══ TASK INPUTS

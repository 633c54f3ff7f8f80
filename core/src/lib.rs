//! A toolkit for outlining groups of tiles on hexagonal maps, e.g.
//! to draw the borders of regions as map overlays.

#[macro_use]
extern crate num_derive;
#[cfg(test)]
extern crate quickcheck;
#[cfg(test)]
extern crate rand;

pub mod error;
pub mod geo;
pub mod grid;
pub mod outline;
pub mod svg;

pub use error::{ Error, Result };
pub use grid::Tile;
pub use outline::{ compute_outlines, BaseId, Outline, OutlineConfig, Outliner, Precision };
//! Ordering an unordered set of boundary edges into a closed polygon.

use log::trace;

use std::collections::{ BTreeSet, HashSet, VecDeque };

use crate::error::{ Error, Result };

use super::Outline;
use super::vertex::{ Edge, Vertex };

/// Connect the given edges into a single closed polygon.
///
/// Starting with an arbitrary edge, the polygon is grown at either end
/// by an edge sharing an end point with it, until an edge connects
/// both ends. The scan for the next edge follows the ordering of
/// `Edge`, so the result is deterministic for a given input.
///
/// Fails with `Error::DisjointBoundary` unless the edges form exactly
/// one simple, closed loop.
pub fn stitch<I>(edges: I) -> Result<Outline>
where I: IntoIterator<Item=Edge> {
    let mut remaining = edges.into_iter().collect::<BTreeSet<_>>();
    let (a, b) = remaining.pop_first()
        .ok_or_else(|| Error::DisjointBoundary("no edges to connect".into()))?
        .endpoints();
    let mut polygon = VecDeque::with_capacity(remaining.len() + 1);
    polygon.push_back(a);
    polygon.push_back(b);
    let mut visited = HashSet::with_capacity(remaining.len() + 1);
    visited.insert(a);
    visited.insert(b);
    let mut closed = false;
    while !remaining.is_empty() {
        if closed {
            return Err(Error::DisjointBoundary(format!(
                "outline closed with {} edges left over", remaining.len())))
        }
        let (head, tail) = ends(&polygon);
        let edge = remaining.iter()
            .find(|e| e.contains(head) || e.contains(tail))
            .copied()
            .ok_or_else(|| Error::DisjointBoundary(format!(
                "none of {} remaining edges connect to the outline", remaining.len())))?;
        remaining.remove(&edge);
        if let Some(v) = edge.other(head) {
            if v == tail {
                trace!("closing outline of {} points", polygon.len());
                closed = true;
                continue
            }
            extend(&mut visited, v)?;
            polygon.push_front(v);
        } else if let Some(v) = edge.other(tail) {
            extend(&mut visited, v)?;
            polygon.push_back(v);
        }
    }
    if !closed {
        return Err(Error::DisjointBoundary(format!(
            "outline of {} points does not close", polygon.len())))
    }
    Ok(Outline::new(polygon.into_iter().collect()))
}

fn ends(polygon: &VecDeque<Vertex>) -> (Vertex, Vertex) {
    // The polygon always holds at least the two points of the first edge.
    (polygon[0], polygon[polygon.len() - 1])
}

fn extend(visited: &mut HashSet<Vertex>, v: Vertex) -> Result<()> {
    if !visited.insert(v) {
        return Err(Error::DisjointBoundary(
            format!("outline touches itself at ({}, {})", v.x(), v.y())))
    }
    Ok(())
}

#[cfg(test)]
mod tests {
    use super::*;
    use crate::geo::Point;
    use crate::outline::vertex::Precision;

    fn v(x: f64, y: f64) -> Vertex {
        Precision::EXACT.round(Point::new(x, y))
    }

    fn ring(points: &[Vertex]) -> Vec<Edge> {
        (0 .. points.len())
            .filter_map(|i| Edge::new(points[i], points[(i + 1) % points.len()]))
            .collect()
    }

    fn assert_traces(outline: &Outline, edges: &[Edge]) {
        assert_eq!(outline.len(), edges.len());
        let traced = outline.edges().collect::<BTreeSet<_>>();
        assert_eq!(traced, edges.iter().copied().collect::<BTreeSet<_>>());
    }

    #[test]
    fn test_square() {
        let square = [v(0., 0.), v(1., 0.), v(1., 1.), v(0., 1.)];
        let edges = ring(&square);
        assert_traces(&stitch(edges.iter().copied().rev()).unwrap(), &edges);
    }

    #[test]
    fn test_deterministic() {
        let pts = (0..12).map(|i| {
            let a = (i as f64 * 30.).to_radians();
            v(a.cos(), a.sin())
        }).collect::<Vec<_>>();
        let edges = ring(&pts);
        let o1 = stitch(edges.iter().copied()).unwrap();
        let o2 = stitch(edges.iter().copied().rev()).unwrap();
        assert_eq!(o1, o2);
        assert_traces(&o1, &edges);
    }

    #[test]
    fn test_empty() {
        assert!(matches!(stitch(Vec::new()), Err(Error::DisjointBoundary(_))));
    }

    #[test]
    fn test_open_path() {
        let edges = vec![
            Edge::new(v(0., 0.), v(1., 0.)).unwrap(),
            Edge::new(v(1., 0.), v(1., 1.)).unwrap(),
        ];
        assert!(matches!(stitch(edges), Err(Error::DisjointBoundary(_))));
    }

    #[test]
    fn test_two_loops() {
        let mut edges = ring(&[v(0., 0.), v(1., 0.), v(0., 1.)]);
        edges.extend(ring(&[v(5., 5.), v(6., 5.), v(5., 6.)]));
        assert!(matches!(stitch(edges), Err(Error::DisjointBoundary(_))));
    }

    #[test]
    fn test_figure_eight() {
        // Two triangles sharing the vertex (0,0).
        let mut edges = ring(&[v(0., 0.), v(1., 0.), v(1., 1.)]);
        edges.extend(ring(&[v(0., 0.), v(-1., 0.), v(-1., -1.)]));
        assert!(matches!(stitch(edges), Err(Error::DisjointBoundary(_))));
    }
}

════

Filter the entries and copy out every line with the word "insert".

ANSWER SPACE ▸
    visited.insert(a);
    visited.insert(b);
    if !visited.insert(v) {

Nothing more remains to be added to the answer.